Mala Vita: il carcere protagonista di una fiction


presentazione del cortometraggio fruibile anche sulla piattaforma web


I due protagonisti sono Luca Argentero e Francesco Montanari. Argentero è Antonio, un delinquente che entra ed esce dal carcere, ma ogni volta torna nella sua solita cella che considera oramai la sua “stanzetta”. Questa volta, però, è diverso. Infatti  si trova dinanzi ad una sgradevole sorpresa: dovrà dividere la cella con Rocco, boss della camorra arrogante e violento che deve scontare solo tre anni, essendo riuscito a eludere le pene più gravi. Il coinquilino farà di tutto per rendergli la vita difficile.

Noi vi avevamo già anticipato tutti i contenuti della fiction che avrebbe dovuto andare in onda giovedì 19 marzo.

Il direttore di Rai Fiction Tinni Andreatta spiega: “Stavolta i carcerati e la vita dietro le sbarre sono al ecntro del racconto, abbiamo mutato approccio e punto di vista. Come in ‘Braccialetti rossi’ non raccontiamo i ragazzi ma diamo loro voce, così qui diamo voce ai detenuti. Non ci sono né distacco né giudizio. Per noi si tratta non solo del primo vero progetto Rai multipiattaforma ma anche del capofila di una serie di progetti in collaborazione con il premio Goliarda Sapienza”.

  Intanto è già pronto il racconto del prossimo anno che diventerà un’altra fiction, anticipa il responsabile del progetto Pino Corrias: “Si tratta di un lavoro tutto al femminile, che sarà scritto da Monica Rametta e diretto da Anna Negri. Il soggetto è centrato su una giornata di libertà di una detenuta di un carcere femminile”.

Insomma, continua Corrisa, ‘Mala Vita’ è l’antesignano di un lungo percorso multi- piattaforma con cui vogliamo raccontare un mondo che non si vede. Ma vogliamo realizzare questo progetto nella maniera più possibile antiretorica e senza alcuna retorica”.

Mala Vita, nel carcere

Il progetto ha il patrocinio del Ministero della Giustizia, del Ministero dei Beni e della Attività Culturali e del Turismo e della Presidenza del Consiglio dei Ministri. Inoltre, è condiviso dall sottosegretario alla giustizia Cosimo Maria Ferri  che sottolinea: “Il servizio pubblico accende le luci su un mondo molto complesso come quello delle carceri”.

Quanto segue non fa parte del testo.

fn collect_values(
    world: &World,
    archetypes: &[&Archetype],
    table: &TypeTable<'_>,
    relocator: &mut CaptureRelocator<'_, '_>,
) -> SerializationResult<ValueTables> {
    let registry = world.components();
    let store = world.shared_components();

    // Unmanaged values take the low file indices so they can be inserted
    // first on load.
    let mut unmanaged = Vec::new();
    let mut managed_shared = Vec::new();
    let mut seen = FxHashSet::default();
    for archetype in archetypes {
        for chunk in archetype.chunks() {
            for &index in chunk.shared() {
                if index == 0 || !seen.insert(index) {
                    continue;
                }
                let entry = store
                    .get(index)
                    .ok_or_else(|| SerializationError::Corrupt(format!("chunk uses missing shared value {index}")))?;
                match entry.value() {
                    SharedValue::Unmanaged(_) => unmanaged.push(index),
                    SharedValue::Managed(_) => managed_shared.push(index),
                }
            }
        }
    }

    let mut tables = ValueTables {
        section: SharedSection::default(),
        shared: FxHashMap::default(),
        managed: FxHashMap::default(),
    };
    for (file_index, &index) in unmanaged.iter().chain(&managed_shared).enumerate() {
        tables.shared.insert(index, file_index as u32 + 1);
    }

    for index in unmanaged.into_iter().chain(managed_shared) {
        let Some(entry) = store.get(index) else {
            continue;
        };
        let info = registry.info(entry.component())?;
        let type_index = table.get(entry.component())?;
        match entry.value() {
            SharedValue::Unmanaged(bytes) => {
                let mut bytes = bytes.to_vec();
                patch_fields(&mut bytes, info.fields(), relocator)?;
                tables.section.unmanaged.push(payload(type_index, bytes));
            }
            SharedValue::Managed(value) => {
                let allowed = info.flags().contains(TypeFlags::ALLOW_ENTITY_SERIALIZATION);
                let bytes = write_object(&**value, info, allowed, relocator)?;
                tables.section.managed_shared.push(payload(type_index, bytes));
            }
        }
    }

    for archetype in archetypes {
        for (ty, column) in archetype.types().iter().zip(archetype.columns()) {
            let (ComponentKind::Managed, Some(layout)) = (column.kind, column.layout) else {
                continue;
            };
            let info = registry.info(ty.component)?;
            let type_index = table.get(ty.component)?;
            for chunk in archetype.chunks() {
                let memory = world.chunk_memory(chunk);
                for row in 0..chunk.count() as usize {
                    let index = read_u32(memory, layout.row_range(row).start);
                    if index == 0 || tables.managed.contains_key(&index) {
                        continue;
                    }
                    let value = world
                        .managed_components()
                        .get(index)
                        .ok_or_else(|| SerializationError::Corrupt(format!("chunk uses missing managed value {index}")))?;
                    let bytes = write_object(value, info, true, relocator)?;
                    tables.section.managed.push(payload(type_index, bytes));
                    tables.managed.insert(index, tables.section.managed.len() as u32);
                }
            }
        }
    }

    for archetype in archetypes {
        for chunk in archetype.chunks() {
            for &index in chunk.shared() {
                let file_index = collected_index(&tables.shared, index, "shared")?;
                tables.section.chunk_indices.push(file_index);
            }
        }
    }
    Ok(tables)
}
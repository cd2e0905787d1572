//! World capture and restore.
//!
//! A world is written as one `World` node:
//!
//! ```text
//! World                         metadata: entity/archetype/chunk/type counts
//! ├── DebugFolder               optional
//! │   ├── TypeNames             string table of component names
//! │   └── TypeNameMap           {type hash, name offset}
//! ├── Archetypes                type table, archetype table
//! ├── SharedAndManagedComponents
//! ├── EnabledBits
//! ├── Chunks                    raw 16 KiB chunks, archetype by archetype
//! ├── BufferData                spilled dynamic buffer contents
//! ├── BlobAssets                optional, one batch of blob records
//! └── Prefab                    optional, root entity
//! ```
//!
//! Entities in the file are dense: the n-th written entity is `(n, 1)`, so a
//! restored world reproduces the same indices.

mod capture;
mod options;
mod relocate;
mod restore;
mod sections;

use dots_ecs::{WeakAssetRef, World};
pub use options::{DeserializeOptions, SerializeOptions};
pub use relocate::NULL_BLOB_OFFSET;
pub use restore::WorldLoad;
pub use sections::{CHUNK_COMPONENT_FLAG, SECTION_REVISION};

use crate::{
    SerializationError, SerializationResult,
    format::{ContainerConfig, ContainerReader, ContainerWriter, NodeRef, NodeType},
    stream::{BinaryReader, BinaryWriter},
};

/// File type recorded in containers written by [`serialize_world`].
pub const WORLD_FILE_TYPE: &str = "dots::World";

/// Write `world` as a `World` node below the writer's current node.
///
/// Returns the weak asset references found in the world. The file stores
/// 1-based indices into this list; pass the same list to [`read_world_node`].
pub fn write_world_node<W: BinaryWriter>(
    world: &World,
    writer: &mut ContainerWriter<W>,
    options: &SerializeOptions,
) -> SerializationResult<Vec<WeakAssetRef>> {
    capture::capture_world(world, writer, options)
}

/// Write `world` into a new container on `stream`.
pub fn serialize_world<W: BinaryWriter>(
    world: &World,
    stream: W,
    options: &SerializeOptions,
) -> SerializationResult<(W, Vec<WeakAssetRef>)> {
    let mut config = ContainerConfig::new(WORLD_FILE_TYPE);
    if let Some(id) = options.file_id {
        config = config.with_file_id(id);
    }
    let mut writer = ContainerWriter::new(stream, config)?;
    let referenced = write_world_node(world, &mut writer, options)?;
    Ok((writer.finish()?, referenced))
}

/// Read the `World` node `node` into `world`, which must hold no entities.
///
/// On error the world may hold partially restored state and should be
/// dropped.
pub fn read_world_node<R: BinaryReader>(
    world: &mut World,
    reader: &mut ContainerReader<R>,
    node: NodeRef,
    referenced: &[WeakAssetRef],
    options: &DeserializeOptions,
) -> SerializationResult<WorldLoad> {
    if reader.node_type(node)? != Some(NodeType::World) {
        return Err(SerializationError::MissingSection(NodeType::World.name()));
    }
    restore::restore_world(world, reader, node, referenced, options)
}

/// Read the first-level `World` node of the container on `stream`.
pub fn deserialize_world<R: BinaryReader>(
    world: &mut World,
    stream: R,
    referenced: &[WeakAssetRef],
    options: &DeserializeOptions,
) -> SerializationResult<WorldLoad> {
    let mut reader = ContainerReader::open(stream)?;
    let node = reader
        .find_node_by_type(NodeRef::ROOT, NodeType::World, 1)
        .ok_or(SerializationError::MissingSection(NodeType::World.name()))?;
    read_world_node(world, &mut reader, node, referenced, options)
}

Il capo del Dipartimento dell’Amministrazione penitenziaria Santi Consolo parla di “un’iniziativa molto importante e di un’operazione culturale”.

  I due due protagonisti:, Argentero e Montanari esprimono la loro soddisfazione per i ruoli a cui sono stati chiamati.  Sottolinea  Luca Argentero “queste fiction offrono la possibilità ad un attore di interpretare ruoli che, altrimenti, non avrebbe. Spero che la piattaforma Ray offra nuove prospettive a registi e sceneggiatori, che sia una testa d’ariete per far emergere nuove storie”.

Montanari, in collegamento Skype dalla Puglia dove sta girando, sempre per la Rai “Questo è il mio paese”  ribadisce:  “abbiamo girato in un vero carcere che oggi è un museo. Quando entri in quegli ambienti che trasudano l’umanità di chi c’è stato, non puoi non emozionarti”. Il direttore di Raitre Andrea Vianello conclude affermando che “Mala Vita” “è pienamente nella missione di Raitre nella quale anche l’intrattenimento cerca di avere sempre una valenza sociale”.